Single by The Chambers Brothers

from the album Love, Peace and Happiness
- A-side: "Wake Up"
- B-side: "Everybody Needs Someone"
- Released: 1969
- Label: Columbia 4-44890
- Composer: -M. Hamlisch - J. Hirschhorn
- Producer: David Rubinson

US singles chronology
| "Are You Ready" (1969) | "Wake Up" (1969) | "Just a Closer Walk with Thee" (1969) |

= Wake Up (The Chambers Brothers song) =

"Wake Up" is a 1969 single by The Chambers Brothers. The song was used in the 1969 film The April Fools. It was also a chart hit for them that year.

==Background==
"Wake Up" was written by Marvin Hamlisch and Joel Hirschhorn. Working with producer David Rubinson, the Chambers Brothers recorded it. Backed with "Everybody Needs Someone" which was written by Julius Chambers, it was released as a single on Columbia 4-44890 in 1969.

According to music reviewer Penny Valentine, the brass intro to the song reminded her of "Turn On Your Lovelight". "Wake Up" appears in the film The April Fools which starred Catherine Deneuve and Jack Lemmon.

==Reception==
The song had a positive review in the 7 June issue of Cash Box where it was a Pick of the Week. The reviewer wrote that with the immediate radio impact potential and the coverage in the film, The April Fools, it could be one of the group's biggest hits.

The single was also reviewed in the 7 June issue of Record World where it was a Four-Star Pick. The reviewer wrote that nobody could sleep through the rocker and it could put the brothers back on top.
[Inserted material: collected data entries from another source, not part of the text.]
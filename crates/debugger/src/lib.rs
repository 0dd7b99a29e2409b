//! Browser remote debugging client
//!
//! Finds the debuggable targets of a browser over its HTTP discovery
//! endpoint, opens one message stream to a target and multiplexes calls and
//! notifications over it.
mod commands;
mod connect;
mod discovery;
mod dispatch;
mod error;
mod events;
mod pending_requests;
mod remote;

pub mod testing;

pub use connect::{Dialer, WebSocketDialer, connect, connect_with};
pub use discovery::{Discovery, Target, Version};
pub use error::{DebuggerError, Result};
pub use events::EventReceiver;
pub use remote::{ClientOptions, DEFAULT_CALL_TIMEOUT, DEFAULT_MAX_MESSAGE_SIZE, RemoteDebugger};

// Wire types callers see in results and events
pub use transport::{Event, RemoteError};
The single was reviewed by Penny Valentine in the 2 August issue of Disc and Music Echo. In spite of Valentine writing that she couldn't see what all the fuss was about in the US with The Chambers Brothers, she noted the similarity between "Wake Up" and "Turn On Your Lovelight", and said that the record was "a really raving powerful record" that gave her hope for the future and might give them their first hit.

==Airplay==
As reported in the Radio Active section of the 14 June issue of Cash Box, 11% of participating radio stations had added "Wake Up" to their program schedules over the past week. Also that week, it was reported in the Money Music section of Record World that "Wake Up" was on at WFUN, WMPS, KIMN and WDRC.

As shown in the Primary Radio Exposure chart of the 26 July issue of Record World, "Wake Up" was at No. 50 at WIXY in Cleveland, No. 23 at CXLW in Detroit, No. 22 at WKLR in Detroit and No. 25 at KAFY in Bakersfield.

==Charts==
===US===
The single debuted at No. 2 in the Cash Box Looking Ahead chart for the week of 21 June 1969. It reached the No. 1 position for the week of 5 July.

"Wake Up" debuted at No. 25 on the Record World Singles Coming Up chart for the week of 21 June. The following week (28 June), it was at No. 1. It was still at No. 1 for the week of 5 July. It dropped down to No. 2 the following week. It was still in the chart at No. 46 for the week of 26 July.

The single debuted at no. 92 on the Billboard Hot 100 singles chart for the week of 12 July 1969. Its peak position was also No. 92. It stayed in the chart for one more week.
===UK===
"Wake Up" debuted at No. 20 in the Record Mirror R&B Singles chart for the week of 23 August. The single peaked at No. 12 for the week of 6 September, and was still in the chart for the week of 13 September.